Donor-specific antibodies (DSA) are a concept in transplantation medicine and describe the presence of antibodies specific to the Donor's HLA-Molecules. These antibodies can cause antibody-mediated rejection and are therefore considered a contraindication against transplantation in most cases.[1] DSA are a result of B cell and plasma cell activation and bind to HLA and/or non-HLA molecules on the endothelium of the graft. They were first described in 1969 by Patel et al., who found that Transplant recipients who were positively tested for DSA using a complement-dependent cytotoxicity crossmatch assay had a higher risk of transplant rejection.[2] [3] DSA can either be pre-formed (e.g. by pregnancy, prior transplantation or blood transfusion) or can be formed as a response to the transplantion. (De novo DSA)
Almost a third of patients who are waitlisted for transplantation may have a degree of pre-formed DSA. Pre-formed antibodies increase the chances of immunological failure of the allograft by causing positive crossmatches and, thereby, result in the exclusion of donors.[4] For patients with pre-formed DSA, successful transplantation can still be possible by employing strategies such as desensitisation, paired exchange and acceptable mismatching.[5] [6] __TOC__
The degree of cytotoxicity is expressed as percentage PRA (panel reactive antibody). It is a tool that can be employed to approximate the risk of a given recipient of having a positive crossmatch. This is to a likely organ donor taken from a similar population. The limitations of this method are that PRA percent can be different numerically without a corresponding change in the type or amount of antibody. This largely depends on the cell panel used which are commercially produced and may not truly represent the population. HLA frequencies and racial differences need to be factored in but cannot be done. Moreover, significant false positive results can be produced due to non-HLA antibodies, autoantibodies and nonspecific IgM antibodies. Similarly, false negative results are possible as this is purely complement dependent that requires higher antibody titres to be activated.[7] [8] The lack of a complement activation simply due to low titres allows a true antibody to be hidden.[9]

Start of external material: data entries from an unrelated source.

//! Device-tracking data client for a rolloff fleet dashboard.
//!
//! Fetches devices and live positions from an optional Traccar-compatible
//! server, falling back to a fixed synthetic fleet so consumers always have
//! something to render.

pub mod client;
pub mod config;
pub mod errors;
pub mod models;
pub mod poller;
pub mod simulation;
pub mod store;
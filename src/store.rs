//! Persisted tracking-server connection settings.

use std::fs;
use std::sync::RwLock;

use serde::{Deserialize, Serialize};
use tracing::warn;

use crate::config::StoreConfig;
use crate::errors::TrackerError;

/// Connection settings for the remote tracking server.
#[derive(Debug, Clone, PartialEq, Eq, Serialize, Deserialize, Default)]
pub struct ServerConfig {
    pub url: String,
    pub username: String,
    pub password: String,
}

impl ServerConfig {
    /// A record with an empty URL counts as "not configured".
    pub fn is_configured(&self) -> bool {
        !self.url.is_empty()
    }
}

/// Source of the persisted server configuration.
///
/// The client takes this as an injected dependency, so tests and embedders
/// can substitute their own backing storage.
pub trait ConfigStore: Send + Sync {
    /// Read the stored record. A missing or unparseable record is treated
    /// the same as no record at all.
    fn load(&self) -> Option<ServerConfig>;

    /// Persist the record, unconditionally overwriting any prior value.
    fn save(&self, config: &ServerConfig) -> Result<(), TrackerError>;
}

/// File-backed store keeping one JSON record, the settings-form storage of
/// the dashboard.
pub struct FileConfigStore {
    config: StoreConfig,
}

impl FileConfigStore {
    pub fn new(config: StoreConfig) -> Result<Self, TrackerError> {
        config.validate()?;
        Ok(Self { config })
    }
}

impl ConfigStore for FileConfigStore {
    fn load(&self) -> Option<ServerConfig> {
        let raw = fs::read_to_string(&self.config.path).ok()?;
        match serde_json::from_str(&raw) {
            Ok(config) => Some(config),
            Err(e) => {
                warn!("Ignoring unparseable server configuration: {}", e);
                None
            }
        }
    }

    fn save(&self, config: &ServerConfig) -> Result<(), TrackerError> {
        let raw = serde_json::to_string_pretty(config)?;
        fs::write(&self.config.path, raw)?;
        Ok(())
    }
}

/// In-process store for tests and embedders without durable storage.
#[derive(Default)]
pub struct MemoryConfigStore {
    record: RwLock<Option<ServerConfig>>,
}

impl MemoryConfigStore {
    pub fn new() -> Self {
        Self::default()
    }

    /// Start out with a record already present.
    pub fn with_config(config: ServerConfig) -> Self {
        Self {
            record: RwLock::new(Some(config)),
        }
    }
}

impl ConfigStore for MemoryConfigStore {
    fn load(&self) -> Option<ServerConfig> {
        self.record
            .read()
            .unwrap_or_else(|e| e.into_inner())
            .clone()
    }

    fn save(&self, config: &ServerConfig) -> Result<(), TrackerError> {
        *self.record.write().unwrap_or_else(|e| e.into_inner()) = Some(config.clone());
        Ok(())
    }
}
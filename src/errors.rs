//! Errors for the fleet tracker
use thiserror::Error;

#[derive(Error, Debug)]
pub enum TrackerError {
    #[error("HTTP request failed")]
    HttpError(#[from] reqwest::Error),

    #[error("Unexpected HTTP status {status}")]
    UnexpectedStatus { status: u16 },

    #[error("Serialization error")]
    SerdeError(#[from] serde_json::Error),

    #[error("Configuration error")]
    ConfigError(#[from] config::ConfigError),

    #[error("Configuration error: {message}")]
    ConfigurationError { message: String },

    #[error("IO error")]
    IoError(#[from] std::io::Error),

    #[error("Tracking server not configured")]
    NotConfigured,
}

impl TrackerError {
    /// True for transport-level failures (connection, timeout), false for
    /// HTTP status and body-decoding problems.
    pub fn is_network(&self) -> bool {
        match self {
            TrackerError::HttpError(e) => e.is_connect() || e.is_timeout(),
            _ => false,
        }
    }
}
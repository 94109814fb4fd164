//! Plugin settings, collected from and stored to the host's key-value
//! settings store.
//!
//! The stored rule list is persisted as a JSON string under the
//! `storedWords` key, in the same shape earlier releases used, so existing
//! workspaces keep their rules. Before that, the plugin persisted
//! rules as a separator-encoded `word:tag` string; [`parse_word_list`] still
//! reads that form so it can be migrated through
//! [`WordRule::from_legacy`](crate::models::WordRule::from_legacy).

use anyhow::{Context, Result};
use log::warn;

use crate::host::HostApi;
use crate::models::{WordDictionary, WordRule};

/// Settings-store keys. The names are load-bearing: existing workspaces
/// already hold values under them.
pub mod keys {
    pub const CREATE_MISSING_TAGS: &str = "createMissingTags";
    pub const TAG_PAIR_SEPARATOR: &str = "tagPairSeparator";
    pub const DEBUG_ENABLED: &str = "debugEnabled";
    pub const STORED_WORDS: &str = "storedWords";
}

/// The plugin's user-facing configuration.
#[derive(Debug, Clone, PartialEq, Eq)]
pub struct Settings {
    /// When true, candidate tags missing from the registry are created
    /// during reconciliation; when false they are silently dropped.
    pub create_missing_tags: bool,
    /// Separator between a word and its tags in the settings dialog.
    pub tag_pair_separator: String,
    /// Gates verbose diagnostics.
    pub debug_enabled: bool,
    /// The normalized rule list.
    pub stored_words: Vec<WordRule>,
}

impl Default for Settings {
    fn default() -> Self {
        Self {
            create_missing_tags: true,
            tag_pair_separator: ":".to_string(),
            debug_enabled: false,
            stored_words: Vec::new(),
        }
    }
}

impl Settings {
    /// Reads all settings from the host store, applying defaults for
    /// missing keys and normalizing the stored rules.
    ///
    /// Rules that do not survive normalization (blank word, no usable tags)
    /// are dropped with a warning rather than failing collection; a rule
    /// list that fails to parse as JSON is an error.
    pub fn collect(host: &dyn HostApi) -> Result<Self> {
        let defaults = Self::default();

        let create_missing_tags =
            read_bool(host, keys::CREATE_MISSING_TAGS)?.unwrap_or(defaults.create_missing_tags);
        let tag_pair_separator = host
            .setting(keys::TAG_PAIR_SEPARATOR)?
            .unwrap_or(defaults.tag_pair_separator);
        let debug_enabled =
            read_bool(host, keys::DEBUG_ENABLED)?.unwrap_or(defaults.debug_enabled);

        let stored_words = match host.setting(keys::STORED_WORDS)? {
            Some(raw) => parse_stored_words(&raw)?,
            None => Vec::new(),
        };

        Ok(Self {
            create_missing_tags,
            tag_pair_separator,
            debug_enabled,
            stored_words,
        })
    }

    /// Writes all settings back to the host store.
    pub fn store(&self, host: &dyn HostApi) -> Result<()> {
        host.set_setting(
            keys::CREATE_MISSING_TAGS,
            &self.create_missing_tags.to_string(),
        )?;
        host.set_setting(keys::TAG_PAIR_SEPARATOR, &self.tag_pair_separator)?;
        host.set_setting(keys::DEBUG_ENABLED, &self.debug_enabled.to_string())?;

        let rules =
            serde_json::to_string(&self.stored_words).context("serializing stored rules")?;
        host.set_setting(keys::STORED_WORDS, &rules)?;
        Ok(())
    }
}

fn read_bool(host: &dyn HostApi, key: &str) -> Result<Option<bool>> {
    match host.setting(key)? {
        Some(raw) => {
            let value = raw
                .parse::<bool>()
                .with_context(|| format!("setting `{key}` is not a boolean: `{raw}`"))?;
            Ok(Some(value))
        }
        None => Ok(None),
    }
}

fn parse_stored_words(raw: &str) -> Result<Vec<WordRule>> {
    let rules: Vec<WordRule> =
        serde_json::from_str(raw).context("parsing stored rule list")?;

    let total = rules.len();
    let normalized: Vec<WordRule> = rules
        .into_iter()
        .filter_map(WordRule::normalize)
        .collect();

    if normalized.len() < total {
        warn!(
            "dropped {} stored rule(s) with no usable word or tags",
            total - normalized.len()
        );
    }
    Ok(normalized)
}

/// Parses the legacy separator-encoded `word:tag` settings string into a
/// dictionary.
///
/// Each list entry is split on `pair_separator`; the first piece is the
/// word, the rest its tags. Entries with a blank word or no tags at all are
/// skipped. Tags are trimmed but blank tag strings are kept here, as the
/// legacy format did; they are discarded at match time.
pub fn parse_word_list(raw: &str, list_separator: &str, pair_separator: &str) -> WordDictionary {
    let mut dictionary = WordDictionary::new();

    if list_separator.is_empty() || pair_separator.is_empty() {
        return dictionary;
    }

    for entry in raw.split(list_separator) {
        let mut pieces = entry.split(pair_separator).map(str::trim);
        let Some(word) = pieces.next() else {
            continue;
        };
        let tags: Vec<String> = pieces.map(str::to_string).collect();

        if word.is_empty() || tags.is_empty() {
            continue;
        }
        dictionary.insert(word.to_string(), tags);
    }

    dictionary
}

#[cfg(test)]
mod tests {
    use super::*;
    use crate::host::MemoryHost;

    #[test]
    fn collect_applies_defaults_on_empty_store() {
        let host = MemoryHost::new();
        let settings = Settings::collect(&host).unwrap();

        assert_eq!(settings, Settings::default());
        assert!(settings.create_missing_tags);
        assert_eq!(settings.tag_pair_separator, ":");
        assert!(!settings.debug_enabled);
    }

    #[test]
    fn collect_reads_stored_rules() {
        let host = MemoryHost::new();
        host.set_setting(
            keys::STORED_WORDS,
            r#"[{"word":"invoice","caseSensitive":false,"tags":["finance","todo"]}]"#,
        )
        .unwrap();
        host.set_setting(keys::CREATE_MISSING_TAGS, "false").unwrap();

        let settings = Settings::collect(&host).unwrap();
        assert!(!settings.create_missing_tags);
        assert_eq!(settings.stored_words.len(), 1);
        assert_eq!(settings.stored_words[0].word, "invoice");
        assert_eq!(settings.stored_words[0].tags, vec!["finance", "todo"]);
    }

    #[test]
    fn collect_drops_degenerate_rules() {
        let host = MemoryHost::new();
        host.set_setting(
            keys::STORED_WORDS,
            r#"[{"word":"ok","tags":["a"]},{"word":"","tags":["b"]},{"word":"x","tags":["  "]}]"#,
        )
        .unwrap();

        let settings = Settings::collect(&host).unwrap();
        assert_eq!(settings.stored_words.len(), 1);
        assert_eq!(settings.stored_words[0].word, "ok");
    }

    #[test]
    fn collect_rejects_malformed_rule_json() {
        let host = MemoryHost::new();
        host.set_setting(keys::STORED_WORDS, "not json").unwrap();

        assert!(Settings::collect(&host).is_err());
    }

    #[test]
    fn settings_roundtrip_through_store() {
        let host = MemoryHost::new();
        let settings = Settings {
            create_missing_tags: false,
            tag_pair_separator: ";".to_string(),
            debug_enabled: true,
            stored_words: vec![WordRule::new("Foo", true, ["bar"]).unwrap()],
        };

        settings.store(&host).unwrap();
        let collected = Settings::collect(&host).unwrap();

        assert_eq!(collected, settings);
    }

    #[test]
    fn parse_word_list_splits_entries_and_pairs() {
        let dictionary = parse_word_list("cat:animal:pet\ndog:animal", "\n", ":");

        assert_eq!(
            dictionary.get("cat"),
            Some(&vec!["animal".to_string(), "pet".to_string()])
        );
        assert_eq!(dictionary.get("dog"), Some(&vec!["animal".to_string()]));
    }

    #[test]
    fn parse_word_list_skips_blank_words_and_tagless_entries() {
        let dictionary = parse_word_list("justaword\n:orphantag\nok:tag", "\n", ":");

        assert_eq!(dictionary.len(), 1);
        assert!(dictionary.contains_key("ok"));
    }

    #[test]
    fn parse_word_list_keeps_last_duplicate_key() {
        let dictionary = parse_word_list("cat:first\ncat:second", "\n", ":");

        assert_eq!(dictionary.get("cat"), Some(&vec!["second".to_string()]));
    }
}
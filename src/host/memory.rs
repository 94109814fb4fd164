use std::collections::BTreeMap;
use std::sync::Mutex;

use crate::models::{Note, NoteId, Tag, TagId};

use super::{HostApi, HostError, NoteChangedHandler, NoteQuery, Page, SettingsChangedHandler};

/// In-memory implementation of [`HostApi`].
///
/// Backs the integration tests and lets the engine be embedded without a
/// real host. Notes keep insertion order, which doubles as creation order
/// for the batch runner's `created_time ASC` traversal.
///
/// Handlers live outside `inner` so they can call back into the host while
/// they run.
pub struct MemoryHost {
    inner: Mutex<Inner>,
    note_handlers: Mutex<Vec<NoteChangedHandler>>,
    settings_handlers: Mutex<Vec<SettingsChangedHandler>>,
}

#[derive(Default)]
struct Inner {
    notes: Vec<Note>,
    tags: Vec<Tag>,
    /// note id -> attached tag ids, in attach order.
    links: BTreeMap<NoteId, Vec<TagId>>,
    settings: BTreeMap<String, String>,
    selected: Option<NoteId>,
    opened: Vec<NoteId>,
    next_tag_id: u64,
}

impl MemoryHost {
    /// Creates an empty host workspace.
    pub fn new() -> Self {
        Self {
            inner: Mutex::new(Inner::default()),
            note_handlers: Mutex::new(Vec::new()),
            settings_handlers: Mutex::new(Vec::new()),
        }
    }

    /// Adds a note to the workspace and returns its ID.
    pub fn seed_note(&self, title: &str, body: &str) -> NoteId {
        let mut inner = self.inner.lock().unwrap();
        let id = NoteId::new(format!("note-{}", inner.notes.len() + 1));
        inner.notes.push(Note::new(id.clone(), title, body));
        id
    }

    /// Adds a tag to the registry and returns it.
    pub fn seed_tag(&self, title: &str) -> Tag {
        let mut inner = self.inner.lock().unwrap();
        inner.mint_tag(title)
    }

    /// Marks a note as the one open in the editor and fires note-changed
    /// handlers, like a real host does when the user switches notes.
    pub fn select_note(&self, note_id: Option<NoteId>) {
        self.inner.lock().unwrap().selected = note_id.clone();
        if let Some(id) = note_id {
            for handler in self.note_handlers.lock().unwrap().iter() {
                handler(id.clone());
            }
        }
    }

    /// Titles of the tags attached to a note, in attach order.
    pub fn attached_titles(&self, note_id: &NoteId) -> Vec<String> {
        let inner = self.inner.lock().unwrap();
        let Some(tag_ids) = inner.links.get(note_id) else {
            return Vec::new();
        };
        tag_ids
            .iter()
            .filter_map(|id| inner.tags.iter().find(|tag| &tag.id == id))
            .map(|tag| tag.title.clone())
            .collect()
    }

    /// Number of tags in the registry.
    pub fn tag_count(&self) -> usize {
        self.inner.lock().unwrap().tags.len()
    }

    /// Note IDs the host was asked to open, in call order.
    pub fn opened_notes(&self) -> Vec<NoteId> {
        self.inner.lock().unwrap().opened.clone()
    }
}

impl Default for MemoryHost {
    fn default() -> Self {
        Self::new()
    }
}

impl Inner {
    fn mint_tag(&mut self, title: &str) -> Tag {
        self.next_tag_id += 1;
        let tag = Tag::new(TagId::new(format!("tag-{}", self.next_tag_id)), title);
        self.tags.push(tag.clone());
        tag
    }

    fn note_exists(&self, note_id: &NoteId) -> bool {
        self.notes.iter().any(|note| &note.id == note_id)
    }

    fn tag_exists(&self, tag_id: &TagId) -> bool {
        self.tags.iter().any(|tag| &tag.id == tag_id)
    }
}

/// Slices one 1-indexed page out of a full record list.
fn paginate<T: Clone>(items: &[T], page: u32, limit: u32) -> Page<T> {
    if page == 0 || limit == 0 {
        return Page::empty();
    }
    let start = (page as usize - 1) * limit as usize;
    if start >= items.len() {
        return Page::empty();
    }
    let end = (start + limit as usize).min(items.len());
    Page {
        items: items[start..end].to_vec(),
        has_more: end < items.len(),
    }
}

impl HostApi for MemoryHost {
    fn get_notes(&self, query: &NoteQuery) -> Result<Page<Note>, HostError> {
        let inner = self.inner.lock().unwrap();
        Ok(paginate(&inner.notes, query.page, query.limit))
    }

    fn get_all_tags(&self, page: u32, limit: u32) -> Result<Page<Tag>, HostError> {
        let inner = self.inner.lock().unwrap();
        Ok(paginate(&inner.tags, page, limit))
    }

    fn get_note_tags(
        &self,
        note_id: &NoteId,
        page: u32,
        limit: u32,
    ) -> Result<Page<Tag>, HostError> {
        let inner = self.inner.lock().unwrap();
        let attached: Vec<Tag> = inner
            .links
            .get(note_id)
            .map(|tag_ids| {
                tag_ids
                    .iter()
                    .filter_map(|id| inner.tags.iter().find(|tag| &tag.id == id))
                    .cloned()
                    .collect()
            })
            .unwrap_or_default();
        Ok(paginate(&attached, page, limit))
    }

    fn search_tag(&self, title: &str) -> Result<Option<Tag>, HostError> {
        let inner = self.inner.lock().unwrap();
        Ok(inner.tags.iter().find(|tag| tag.title == title).cloned())
    }

    fn create_tag(&self, title: &str) -> Result<Tag, HostError> {
        let mut inner = self.inner.lock().unwrap();
        Ok(inner.mint_tag(title))
    }

    fn attach_tag(&self, tag_id: &TagId, note_id: &NoteId) -> Result<(), HostError> {
        let mut inner = self.inner.lock().unwrap();
        if !inner.tag_exists(tag_id) {
            return Err(HostError::NotFound {
                kind: "tag",
                id: tag_id.to_string(),
            });
        }
        if !inner.note_exists(note_id) {
            return Err(HostError::NotFound {
                kind: "note",
                id: note_id.to_string(),
            });
        }
        let attached = inner.links.entry(note_id.clone()).or_default();
        if !attached.contains(tag_id) {
            attached.push(tag_id.clone());
        }
        Ok(())
    }

    fn detach_tag(&self, tag_id: &TagId, note_id: &NoteId) -> Result<(), HostError> {
        let mut inner = self.inner.lock().unwrap();
        if let Some(attached) = inner.links.get_mut(note_id) {
            attached.retain(|id| id != tag_id);
        }
        Ok(())
    }

    fn selected_note(&self) -> Result<Option<Note>, HostError> {
        let inner = self.inner.lock().unwrap();
        let Some(selected) = &inner.selected else {
            return Ok(None);
        };
        Ok(inner.notes.iter().find(|note| &note.id == selected).cloned())
    }

    fn setting(&self, key: &str) -> Result<Option<String>, HostError> {
        let inner = self.inner.lock().unwrap();
        Ok(inner.settings.get(key).cloned())
    }

    fn set_setting(&self, key: &str, value: &str) -> Result<(), HostError> {
        {
            let mut inner = self.inner.lock().unwrap();
            inner.settings.insert(key.to_string(), value.to_string());
        }
        for handler in self.settings_handlers.lock().unwrap().iter() {
            handler();
        }
        Ok(())
    }

    fn open_note(&self, note_id: &NoteId) -> Result<(), HostError> {
        let mut inner = self.inner.lock().unwrap();
        if !inner.note_exists(note_id) {
            return Err(HostError::NotFound {
                kind: "note",
                id: note_id.to_string(),
            });
        }
        inner.opened.push(note_id.clone());
        Ok(())
    }

    fn on_note_changed(&self, handler: NoteChangedHandler) -> Result<(), HostError> {
        self.note_handlers.lock().unwrap().push(handler);
        Ok(())
    }

    fn on_settings_changed(&self, handler: SettingsChangedHandler) -> Result<(), HostError> {
        self.settings_handlers.lock().unwrap().push(handler);
        Ok(())
    }
}
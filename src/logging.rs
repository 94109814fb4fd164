//! Logging bootstrap.
//!
//! The engine logs through the `log` facade; embedders that do not bring
//! their own backend can call [`init_logging`] once to get a stderr logger.
//! The user-facing `debugEnabled` setting maps onto the log level: debug
//! diagnostics are emitted only when it is on, warnings and errors always
//! get through.

use flexi_logger::{LogSpecification, Logger, LoggerHandle};
use once_cell::sync::OnceCell;

static LOGGER: OnceCell<LoggerHandle> = OnceCell::new();

fn level_spec(debug_enabled: bool) -> &'static str {
    if debug_enabled { "debug" } else { "info" }
}

/// Initializes stderr logging once per process.
///
/// Calling it again is idempotent and only re-applies the debug level, so
/// it is safe to call from a settings-changed handler.
pub fn init_logging(debug_enabled: bool) -> Result<(), String> {
    if LOGGER.get().is_some() {
        set_debug(debug_enabled);
        return Ok(());
    }

    let handle = Logger::try_with_str(level_spec(debug_enabled))
        .map_err(|err| format!("invalid log specification: {err}"))?
        .log_to_stderr()
        .start()
        .map_err(|err| format!("failed to start logger: {err}"))?;

    // A concurrent init may have won the race; dropping our handle then is
    // harmless.
    let _ = LOGGER.set(handle);
    Ok(())
}

/// Adjusts the active log level to follow the `debugEnabled` setting.
///
/// A no-op when logging has not been initialized through this module.
pub fn set_debug(debug_enabled: bool) {
    if let Some(handle) = LOGGER.get()
        && let Ok(spec) = LogSpecification::parse(level_spec(debug_enabled))
    {
        handle.set_new_spec(spec);
    }
}
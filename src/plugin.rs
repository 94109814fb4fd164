//! Plugin entry point.
//!
//! [`Plugin::start`] is the one-call bootstrap for embedders: it reads the
//! stored settings, brings up logging, registers the host event handlers
//! and hands back the panel handler and change scheduler that the rest of
//! the plugin surface talks to.

use std::sync::Arc;

use anyhow::Result;
use log::error;

use crate::host::HostApi;
use crate::logging;
use crate::panel::PanelHandler;
use crate::scheduler::ChangeScheduler;
use crate::settings::Settings;

/// A fully wired plugin instance.
pub struct Plugin {
    scheduler: Arc<ChangeScheduler>,
    panel: PanelHandler,
}

impl Plugin {
    /// Wires the plugin up against a host.
    ///
    /// Note-change events feed the [`ChangeScheduler`]; settings changes
    /// re-apply the debug log level. Logging init failure is non-fatal:
    /// the embedder may already have installed a logger.
    pub fn start(host: Arc<dyn HostApi>) -> Result<Self> {
        let settings = Settings::collect(host.as_ref())?;
        if let Err(err) = logging::init_logging(settings.debug_enabled) {
            eprintln!("autotag: {err}");
        }

        let scheduler = Arc::new(ChangeScheduler::new(host.clone()));
        let schedule_target = Arc::clone(&scheduler);
        host.on_note_changed(Box::new(move |note_id| {
            schedule_target.schedule(note_id);
        }))?;

        let settings_host = host.clone();
        host.on_settings_changed(Box::new(move || {
            match Settings::collect(settings_host.as_ref()) {
                Ok(settings) => logging::set_debug(settings.debug_enabled),
                Err(err) => error!("failed to reload settings: {err:#}"),
            }
        }))?;

        let panel = PanelHandler::new(host);
        Ok(Self { scheduler, panel })
    }

    /// The handler for panel webview messages.
    pub fn panel(&self) -> &PanelHandler {
        &self.panel
    }

    /// The scheduler fed by note-change events.
    pub fn scheduler(&self) -> &ChangeScheduler {
        &self.scheduler
    }
}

Patel and Terasaki[2] in 1969 demonstrated the efficacy of complement-dependent lymphocytotoxic cross-match in defining immunologic risk in renal transplantation. This became the standard method, still used today, for graft allocation. With PRA that identifies several antibodies to a potential cluster of donors, the crossmatch will identify if a recipient had antibodies to a specific donor of interest. It became clear with time that it did not identify all preexisting donor-specific HLA antibodies (HLA-DSA). In recent years, techniques for detection of HLA antibodies have become more sensitive with the introduction of solid-phase assays, including ELISA.[10]